(MATERIALS PROVIDED Opens)

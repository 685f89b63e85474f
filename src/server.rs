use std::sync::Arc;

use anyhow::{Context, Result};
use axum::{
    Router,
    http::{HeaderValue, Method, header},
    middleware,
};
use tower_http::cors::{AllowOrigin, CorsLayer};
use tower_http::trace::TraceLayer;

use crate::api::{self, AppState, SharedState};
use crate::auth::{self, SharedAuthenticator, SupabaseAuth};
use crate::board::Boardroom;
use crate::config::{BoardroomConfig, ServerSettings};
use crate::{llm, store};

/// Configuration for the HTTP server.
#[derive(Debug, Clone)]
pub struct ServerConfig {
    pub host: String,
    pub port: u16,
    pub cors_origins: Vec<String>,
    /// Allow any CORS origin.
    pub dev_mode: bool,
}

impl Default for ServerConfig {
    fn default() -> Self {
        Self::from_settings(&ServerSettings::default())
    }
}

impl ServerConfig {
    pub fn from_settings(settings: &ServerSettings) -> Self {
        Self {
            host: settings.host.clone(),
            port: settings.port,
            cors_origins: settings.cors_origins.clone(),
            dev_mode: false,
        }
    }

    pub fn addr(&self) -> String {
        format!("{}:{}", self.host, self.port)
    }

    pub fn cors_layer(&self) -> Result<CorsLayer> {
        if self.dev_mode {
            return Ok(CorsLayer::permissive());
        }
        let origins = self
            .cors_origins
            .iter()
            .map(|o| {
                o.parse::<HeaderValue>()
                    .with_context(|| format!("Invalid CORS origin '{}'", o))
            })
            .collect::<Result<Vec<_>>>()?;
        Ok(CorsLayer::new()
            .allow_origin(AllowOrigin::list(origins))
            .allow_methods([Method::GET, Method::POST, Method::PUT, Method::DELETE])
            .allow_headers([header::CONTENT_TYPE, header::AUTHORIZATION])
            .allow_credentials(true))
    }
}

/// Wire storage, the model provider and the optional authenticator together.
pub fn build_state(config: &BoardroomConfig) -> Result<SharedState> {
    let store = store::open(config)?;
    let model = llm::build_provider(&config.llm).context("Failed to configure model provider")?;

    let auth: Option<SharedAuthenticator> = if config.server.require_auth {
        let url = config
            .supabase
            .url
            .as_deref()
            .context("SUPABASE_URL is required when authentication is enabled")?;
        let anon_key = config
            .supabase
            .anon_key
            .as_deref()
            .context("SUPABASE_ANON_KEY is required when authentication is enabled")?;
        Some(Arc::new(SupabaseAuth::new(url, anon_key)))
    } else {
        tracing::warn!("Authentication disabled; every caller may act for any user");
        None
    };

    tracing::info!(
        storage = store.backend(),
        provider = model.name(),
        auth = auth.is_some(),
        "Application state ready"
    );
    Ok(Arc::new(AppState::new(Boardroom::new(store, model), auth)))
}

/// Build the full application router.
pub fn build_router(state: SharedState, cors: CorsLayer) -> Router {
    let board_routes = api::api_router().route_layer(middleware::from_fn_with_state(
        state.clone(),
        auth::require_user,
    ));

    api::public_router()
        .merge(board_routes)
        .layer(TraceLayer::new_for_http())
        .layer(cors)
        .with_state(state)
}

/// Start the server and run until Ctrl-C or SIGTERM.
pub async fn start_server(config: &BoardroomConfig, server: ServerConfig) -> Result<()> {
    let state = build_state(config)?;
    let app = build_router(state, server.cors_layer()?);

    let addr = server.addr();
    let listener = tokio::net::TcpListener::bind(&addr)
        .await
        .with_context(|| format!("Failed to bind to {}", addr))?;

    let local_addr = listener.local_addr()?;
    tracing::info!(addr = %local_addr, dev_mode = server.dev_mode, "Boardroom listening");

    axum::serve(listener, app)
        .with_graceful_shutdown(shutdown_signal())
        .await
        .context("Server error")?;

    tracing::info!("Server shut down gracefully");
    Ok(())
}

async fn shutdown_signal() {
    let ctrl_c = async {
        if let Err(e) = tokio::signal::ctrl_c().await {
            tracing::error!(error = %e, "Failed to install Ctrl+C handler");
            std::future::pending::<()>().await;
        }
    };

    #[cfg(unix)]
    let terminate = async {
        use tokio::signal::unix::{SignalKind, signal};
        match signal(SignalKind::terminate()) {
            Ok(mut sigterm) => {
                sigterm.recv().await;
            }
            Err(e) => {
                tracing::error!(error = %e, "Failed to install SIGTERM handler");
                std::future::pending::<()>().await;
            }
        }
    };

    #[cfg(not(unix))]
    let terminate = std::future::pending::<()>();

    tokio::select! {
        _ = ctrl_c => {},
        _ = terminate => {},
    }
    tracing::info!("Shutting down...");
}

(MATERIALS PROVIDED Closes)

• PROBLEM TO WORK ON:
What is needed here is an exact transcription of the records above.

• TASK ANSWER:
repository 685f89b63e85474f
filename src/server.rs
use std::sync::Arc;

use anyhow::{Context, Result};
use axum::{
    Router,
    http::{HeaderValue, Method, header},
    middleware,
};
use tower_http::cors::{AllowOrigin, CorsLayer};
use tower_http::trace::TraceLayer;

use crate::api::{self, AppState, SharedState};
use crate::auth::{self, SharedAuthenticator, SupabaseAuth};
use crate::board::Boardroom;
use crate::config::{BoardroomConfig, ServerSettings};
use crate::{llm, store};

/// Configuration for the HTTP server.
#[derive(Debug, Clone)]
pub struct ServerConfig {
    pub host: String,
    pub port: u16,
    pub cors_origins: Vec<String>,
    /// Allow any CORS origin.
    pub dev_mode: bool,
}

impl Default for ServerConfig {
    fn default() -> Self {
        Self::from_settings(&ServerSettings::default())
    }
}

impl ServerConfig {
    pub fn from_settings(settings: &ServerSettings) -> Self {
        Self {
            host: settings.host.clone(),
            port: settings.port,
            cors_origins: settings.cors_origins.clone(),
            dev_mode: false,
        }
    }

    pub fn addr(&self) -> String {
        format!("{}:{}", self.host, self.port)
    }

    pub fn cors_layer(&self) -> Result<CorsLayer> {
        if self.dev_mode {
            return Ok(CorsLayer::permissive());
        }
        let origins = self
            .cors_origins
            .iter()
            .map(|o| {
                o.parse::<HeaderValue>()
                    .with_context(|| format!("Invalid CORS origin '{}'", o))
            })
            .collect::<Result<Vec<_>>>()?;
        Ok(CorsLayer::new()
            .allow_origin(AllowOrigin::list(origins))
            .allow_methods([Method::GET, Method::POST, Method::PUT, Method::DELETE])
            .allow_headers([header::CONTENT_TYPE, header::AUTHORIZATION])
            .allow_credentials(true))
    }
}

/// Wire storage, the model provider and the optional authenticator together.
pub fn build_state(config: &BoardroomConfig) -> Result<SharedState> {
    let store = store::open(config)?;
    let model = llm::build_provider(&config.llm).context("Failed to configure model provider")?;

    let auth: Option<SharedAuthenticator> = if config.server.require_auth {
        let url = config
            .supabase
            .url
            .as_deref()
            .context("SUPABASE_URL is required when authentication is enabled")?;
        let anon_key = config
            .supabase
            .anon_key
            .as_deref()
            .context("SUPABASE_ANON_KEY is required when authentication is enabled")?;
        Some(Arc::new(SupabaseAuth::new(url, anon_key)))
    } else {
        tracing::warn!("Authentication disabled; every caller may act for any user");
        None
    };

    tracing::info!(
        storage = store.backend(),
        provider = model.name(),
        auth = auth.is_some(),
        "Application state ready"
    );
    Ok(Arc::new(AppState::new(Boardroom::new(store, model), auth)))
}

/// Build the full application router.
pub fn build_router(state: SharedState, cors: CorsLayer) -> Router {
    let board_routes = api::api_router().route_layer(middleware::from_fn_with_state(
        state.clone(),
        auth::require_user,
    ));

    api::public_router()
        .merge(board_routes)
        .layer(TraceLayer::new_for_http())
        .layer(cors)
        .with_state(state)
}

/// Start the server and run until Ctrl-C or SIGTERM.
pub async fn start_server(config: &BoardroomConfig, server: ServerConfig) -> Result<()> {
    let state = build_state(config)?;
    let app = build_router(state, server.cors_layer()?);

    let addr = server.addr();
    let listener = tokio::net::TcpListener::bind(&addr)
        .await
        .with_context(|| format!("Failed to bind to {}", addr))?;

    let local_addr = listener.local_addr()?;
    tracing::info!(addr = %local_addr, dev_mode = server.dev_mode, "Boardroom listening");

    axum::serve(listener, app)
        .with_graceful_shutdown(shutdown_signal())
        .await
        .context("Server error")?;

    tracing::info!("Server shut down gracefully");
    Ok(())
}

async fn shutdown_signal() {
    let ctrl_c = async {
        if let Err(e) = tokio::signal::ctrl_c().await {
            tracing::error!(error = %e, "Failed to install Ctrl+C handler");
            std::future::pending::<()>().await;
        }
    };

    #[cfg(unix)]
    let terminate = async {
        use tokio::signal::unix::{SignalKind, signal};
        match signal(SignalKind::terminate()) {
            Ok(mut sigterm) => {
                sigterm.recv().await;
            }
            Err(e) => {
                tracing::error!(error = %e, "Failed to install SIGTERM handler");
                std::future::pending::<()>().await;
            }
        }
    };

    #[cfg(not(unix))]
    let terminate = std::future::pending::<()>();

    tokio::select! {
        _ = ctrl_c => {},
        _ = terminate => {},
    }
    tracing::info!("Shutting down...");
}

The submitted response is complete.